Correlating dislocation mobility with local lattice distortion in refractory multi-principal element alloys

Multi-principal element alloys (MPEAs) exhibit different degrees of intrinsic lattice distortion, which varies with constituent species. Using atomistic simulations, here we found the mobilities of both edge and screw disloca-tions are dependent on lattice distortion in body-centered-cubic (BCC) MPEAs. Lattice distortion influences not only the activation of kink nucleation and propagation governing screw dislocation motion, but also the strength of local pinning for edge dislocations. As a consequence, the disparity between the velocities of screw and edge dislocations decreases with increasing lattice distortion. We further demonstrate that lattice distortion can be taken as an indicator to correlate with the reported brittleness of BCC MPEAs.
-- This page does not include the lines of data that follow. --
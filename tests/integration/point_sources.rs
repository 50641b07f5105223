// This Source Code Form is subject to the terms of the Mozilla Public
// License, v. 2.0. If a copy of the MPL was not distributed with this
// file, You can obtain one at http://mozilla.org/MPL/2.0/.

//! Reconstruct simple skies from their visibilities.

use approx::assert_abs_diff_eq;

use super::{observe, Sky};
use xray_imager::{
    gridding::Kernel,
    params::{CleanParams, DeconvolverParams, MemParams},
    reconstruct, CancelToken, DataError, ImagingContext, ImagingError, ImagingGeometry,
    ImagingParams, TerminationReason, VisibilityTable,
};

const BRIGHT: (usize, usize) = (12, 20);
const FAINT: (usize, usize) = (20, 10);
const SKY: &Sky = &[(BRIGHT, 1.0), (FAINT, 0.5)];

fn clean_params(geometry: ImagingGeometry, kernel: Kernel) -> ImagingParams {
    let mut params = ImagingParams::new(geometry);
    params.grid.kernel = kernel;
    params.deconvolver = DeconvolverParams::Clean(CleanParams::default());
    params
}

#[test]
fn test_clean_recovers_two_point_sources() {
    let geometry = ImagingGeometry::new(32, 32, 1.0).unwrap();
    let table = observe(&geometry, SKY, 10, 1.0);
    for kernel in [Kernel::Nearest, Kernel::default()] {
        let params = clean_params(geometry, kernel);
        let ctx = ImagingContext::from_params(&params).unwrap();
        let result = reconstruct(&table, &params, &ctx, &CancelToken::new()).unwrap();

        // The dirty image peaks on the bright source.
        let dirty = &result.dirty;
        assert_eq!(dirty.dirty.peak().0, BRIGHT);
        assert_abs_diff_eq!(dirty.dirty.data[BRIGHT], 1.0, epsilon = 0.01);
        assert_abs_diff_eq!(dirty.beam.data[dirty.beam.reference_pixel], 1.0, epsilon = 1e-12);
        assert_eq!(dirty.gridding.num_out_of_grid, 0);

        // Sidelobes that wrap around the image edges are cleaned too, so the
        // default threshold (1% of the peak) is reached.
        let d = &result.diagnostics.deconvolution;
        assert_eq!(d.termination, TerminationReason::Converged, "{kernel:?}");
        assert!(d.iterations > 0);
        let initial = d.trace.first().metric;
        assert!(d.trace.last().metric <= 0.01 * initial);
        for pair in d.trace.windows(2) {
            assert!(pair[1].metric <= pair[0].metric, "{pair:?}");
        }

        // Every component is on a source, and the fluxes are recovered.
        let deconvolution = &result.deconvolution;
        for c in &deconvolution.components {
            assert!(c.position == BRIGHT || c.position == FAINT, "{c:?}");
        }
        let model = &deconvolution.model.data;
        let (bright, faint) = (model[BRIGHT], model[FAINT]);
        assert!(bright > 0.97 && bright <= 1.0, "{bright}");
        assert!(faint > 0.47 && faint <= 0.51, "{faint}");

        let restored = deconvolution.restored.as_ref().unwrap();
        assert_eq!(restored.peak().0, BRIGHT);
        assert_eq!(restored.pixel_scale, 1.0);
    }
}

#[test]
fn test_mem_recovers_two_point_sources() {
    let geometry = ImagingGeometry::new(32, 32, 1.0).unwrap();
    let table = observe(&geometry, SKY, 10, 1.0);
    for kernel in [Kernel::Nearest, Kernel::default()] {
        let mut params = ImagingParams::new(geometry);
        params.grid.kernel = kernel;
        params.deconvolver = DeconvolverParams::Mem(MemParams::default());
        let ctx = ImagingContext::from_params(&params).unwrap();
        let result = reconstruct(&table, &params, &ctx, &CancelToken::new()).unwrap();

        let d = &result.diagnostics.deconvolution;
        assert_eq!(d.termination, TerminationReason::Converged, "{kernel:?}");
        let chi2 = d.mem.unwrap().chi2;
        assert_abs_diff_eq!(chi2, 1.0, epsilon = 0.05);
        assert!(d.warnings.is_empty());

        let model = &result.deconvolution.model;
        assert_eq!(model.peak().0, BRIGHT);
        assert!(model.data.iter().all(|&v| v > 0.0));
    }
}

#[test]
fn test_diagnostics_merge_warnings() {
    let geometry = ImagingGeometry::new(32, 32, 1.0).unwrap();
    let mut table = observe(&geometry, SKY, 10, 1.0).as_slice().to_vec();
    // Beyond the edge of the grid.
    let mut outside = table[0];
    outside.u = 100.0;
    table.push(outside);
    let table = VisibilityTable::new(table).unwrap();

    let params = clean_params(geometry, Kernel::Nearest);
    let ctx = ImagingContext::from_params(&params).unwrap();
    let result = reconstruct(&table, &params, &ctx, &CancelToken::new()).unwrap();

    let d = &result.diagnostics;
    // Only the visibility is counted, not its Hermitian partner.
    assert_eq!(d.gridding.num_out_of_grid, 1);
    assert_eq!(d.warnings[0], xray_imager::NumericalWarning::OutOfGridSamples { num: 1 });
    assert_eq!(
        d.warnings.len(),
        result.dirty.warnings.len() + d.deconvolution.warnings.len()
    );

    let json = d.to_json().unwrap();
    assert!(json.contains("\"termination\": \"converged\""));
    assert!(json.contains("\"kind\": \"out-of-grid-samples\""));
}

#[test]
fn test_data_errors_come_before_gridding() {
    let geometry = ImagingGeometry::new(32, 32, 1.0).unwrap();
    let params = clean_params(geometry, Kernel::Nearest);
    let ctx = ImagingContext::from_params(&params).unwrap();

    let empty = VisibilityTable::new(vec![]).unwrap();
    assert!(matches!(
        reconstruct(&empty, &params, &ctx, &CancelToken::new()),
        Err(ImagingError::Data(DataError::EmptyTable))
    ));

    let zero_weights = VisibilityTable::from_tuples([(0.0, 0.0, 1.0, 0.0, 0.0)]).unwrap();
    assert!(matches!(
        reconstruct(&zero_weights, &params, &ctx, &CancelToken::new()),
        Err(ImagingError::Data(DataError::ZeroWeights))
    ));
}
This implies that maximizing lattice distortion could be a plausible strategy to improve the ductility for brittle BCC MPEAs.

Automated summary

This study found that lattice distortion affects the mobility of dislocations in body-centered-cubic multi-principal element alloys. Lattice distortion influences the activation of kink nucleation and propagation for screw dislocation motion, as well as the strength of local pinning for edge dislocations. The lattice distortion can be used as an indicator to correlate with the reported brittleness of these alloys.